Eine Schwäche der Studie ist, dass sie die Grundfähigkeit zur Verarbeitung von akustischen Signalen bei den Teilnehmern nicht berücksichtigte, sagt Marc Nuwer, Neurophysiologe und Neurologieprofessor an der School of Medicine der University of California in Los Angeles. Dies hätte dazu beigetragen, zu erkennen, ob die Muster der Signalverarbeitung bei den Probanden tatsächlich anders als normal waren. Laut Nuwer können auch andere Probleme als Erschütterungen die Fähigkeit des Hirns zur Lautverarbeitung beeinträchtigen, etwa Medikamente oder Müdigkeit.

Die ersten Ergebnisse sind interessant, doch in einer Artpraxis oder vor Ort könnte sich ein solcher Test als nicht praktikabel erweisen. Unter anderem muss dafür ein Elektroenzephalogramm (EEG) erstellt werden, was teure Technik und aufwendige Analysen erfordert. Wie Kraus erklärt, will ihr Team jetzt weitere Studienteilnehmer rekrutieren, um den Test an mehr Personen auszuprobieren.

Traumatische Hirnverletzungen, wie etwa Gehirnerschütterungen, führen laut den U.S. Centers for Disease Control zu zwei Millionen Besuchen in US-Notaufnahmen pro Jahr und spielen eine Rolle bei mehr als 50.000 Todesfällen. Ein erheblicher Anteil der Verletzungen gilt als geringfügig. Derzeit werden sie ausschließlich anhand der Symptome diagnostiziert.

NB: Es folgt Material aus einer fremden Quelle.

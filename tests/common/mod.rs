//! Shared utilities for integration testing.

use std::net::SocketAddr;
use std::path::Path;
use tempfile::TempDir;
use tokio::net::TcpListener;

use proxy_admin::config::AdminServiceConfig;
use proxy_admin::{HttpServer, Shutdown};

/// A running admin server over a temporary config root.
pub struct TestServer {
    pub addr: SocketAddr,
    pub root: TempDir,
    shutdown: Shutdown,
}

impl TestServer {
    /// Start a server over a seeded root; `configure` tweaks the config first.
    pub async fn start(configure: impl FnOnce(&mut AdminServiceConfig)) -> Self {
        let root = tempfile::tempdir().unwrap();
        seed_fixture(root.path());

        let mut config = AdminServiceConfig::default();
        config.listener.bind_address = "127.0.0.1:0".to_string();
        config.sites.root = root.path().to_path_buf();
        config.reload.program = "true".to_string();
        config.reload.args = Vec::new();
        configure(&mut config);

        let listener = TcpListener::bind("127.0.0.1:0").await.unwrap();
        let addr = listener.local_addr().unwrap();
        let shutdown = Shutdown::new();
        let server = HttpServer::new(config);
        let server_shutdown = shutdown.subscribe();

        tokio::spawn(async move {
            let _ = server.run(listener, server_shutdown).await;
        });

        Self {
            addr,
            root,
            shutdown,
        }
    }

    pub fn url(&self, path: &str) -> String {
        format!("http://{}{}", self.addr, path)
    }
}

impl Drop for TestServer {
    fn drop(&mut self) {
        self.shutdown.trigger();
    }
}

/// `00-upstream.conf` at the root and `locations/static.conf` below it.
pub fn seed_fixture(root: &Path) {
    std::fs::write(root.join("00-upstream.conf"), "upstream {}").unwrap();
    std::fs::create_dir(root.join("locations")).unwrap();
    std::fs::write(root.join("locations/static.conf"), "location /static {}").unwrap();
}

pub fn client() -> reqwest::Client {
    reqwest::Client::builder().no_proxy().build().unwrap()
}

/// Configure the reload command as `sh -c <script>`.
#[allow(dead_code)]
pub fn reload_script(config: &mut AdminServiceConfig, script: &str) {
    config.reload.program = "sh".to_string();
    config.reload.args = vec!["-c".to_string(), script.to_string()];
}
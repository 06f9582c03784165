use axum::{
    body::Body,
    extract::State,
    http::{header::AUTHORIZATION, Request, StatusCode},
    middleware::Next,
    response::{IntoResponse, Response},
    Json,
};

use crate::error::ErrorBody;
use crate::http::server::AppState;

/// Require `Authorization: Bearer <api_key>` when an API key is configured.
pub async fn admin_auth_middleware(
    State(state): State<AppState>,
    request: Request<Body>,
    next: Next,
) -> Response {
    let Some(expected) = state.api_key.as_deref() else {
        return next.run(request).await;
    };

    let provided = request
        .headers()
        .get(AUTHORIZATION)
        .and_then(|h| h.to_str().ok())
        .and_then(|v| v.strip_prefix("Bearer "));

    if provided == Some(expected) {
        return next.run(request).await;
    }

    tracing::warn!(path = %request.uri().path(), "Rejected admin request without valid token");
    (StatusCode::UNAUTHORIZED, Json(ErrorBody::new("Unauthorized"))).into_response()
}
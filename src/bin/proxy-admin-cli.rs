use clap::{Parser, Subcommand};
use reqwest::header::{HeaderMap, HeaderValue, AUTHORIZATION};
use serde_json::{json, Value};
use std::io::Read;
use std::path::PathBuf;
use std::process::ExitCode;

#[derive(Parser)]
#[command(name = "proxy-admin-cli")]
#[command(about = "Command line client for the proxy admin API", long_about = None)]
struct Cli {
    #[arg(short, long, default_value = "http://localhost:3000", env = "PROXY_ADMIN_URL")]
    url: String,

    /// Bearer token, when the server requires one.
    #[arg(short, long, env = "PROXY_ADMIN_KEY")]
    key: Option<String>,

    #[command(subcommand)]
    command: Commands,
}

#[derive(Subcommand)]
enum Commands {
    /// List config files
    List,
    /// Print one config file
    Show { name: String },
    /// Replace one config file with the content of FILE (stdin when omitted)
    Put {
        name: String,
        #[arg(short, long)]
        file: Option<PathBuf>,
    },
    /// Ask the proxy to reload its configuration
    Reload,
}

#[tokio::main]
async fn main() -> Result<ExitCode, Box<dyn std::error::Error>> {
    let cli = Cli::parse();
    let client = reqwest::Client::new();
    let base = cli.url.trim_end_matches('/');

    let mut headers = HeaderMap::new();
    if let Some(key) = &cli.key {
        headers.insert(AUTHORIZATION, HeaderValue::from_str(&format!("Bearer {}", key))?);
    }

    let res = match cli.command {
        Commands::List => {
            client
                .get(format!("{}/api/admin/sites", base))
                .headers(headers)
                .send()
                .await?
        }
        Commands::Show { name } => {
            let res = client
                .get(format!("{}/api/admin/sites/{}", base, name))
                .headers(headers)
                .send()
                .await?;
            if res.status().is_success() {
                let file: Value = res.json().await?;
                print!("{}", file["content"].as_str().unwrap_or_default());
                return Ok(ExitCode::SUCCESS);
            }
            res
        }
        Commands::Put { name, file } => {
            let content = match file {
                Some(path) => std::fs::read_to_string(path)?,
                None => {
                    let mut buf = String::new();
                    std::io::stdin().read_to_string(&mut buf)?;
                    buf
                }
            };
            client
                .put(format!("{}/api/admin/sites/{}", base, name))
                .headers(headers)
                .json(&json!({ "content": content }))
                .send()
                .await?
        }
        Commands::Reload => {
            client
                .post(format!("{}/api/admin/reload", base))
                .headers(headers)
                .send()
                .await?
        }
    };

    print_response(res).await
}

async fn print_response(res: reqwest::Response) -> Result<ExitCode, Box<dyn std::error::Error>> {
    let status = res.status();
    if !status.is_success() {
        eprintln!("Error: Admin API returned status {}", status);
        if let Ok(text) = res.text().await {
            eprintln!("Response: {}", text);
        }
        return Ok(ExitCode::FAILURE);
    }

    let json: Value = res.json().await?;
    println!("{}", serde_json::to_string_pretty(&json)?);
    Ok(ExitCode::SUCCESS)
}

Mit Computertomografien lassen sich schwerere Verletzungen ausschließen, sie eignen sich jedoch nicht für die Diagnose von Erschütterungen.

Zunehmende Sorgen um lang anhaltende Hirnschäden bei jungen und professionellen Sportlern haben die öffentliche Aufmerksamkeit für das Problem der Gehirnerschütterungen zunehmen lassen und Interesse daran geweckt, bessere Diagnosemethoden dafür zu entwickeln. Denn besonders bei Kindern sind die Möglichkeiten dafür bislang begrenzt.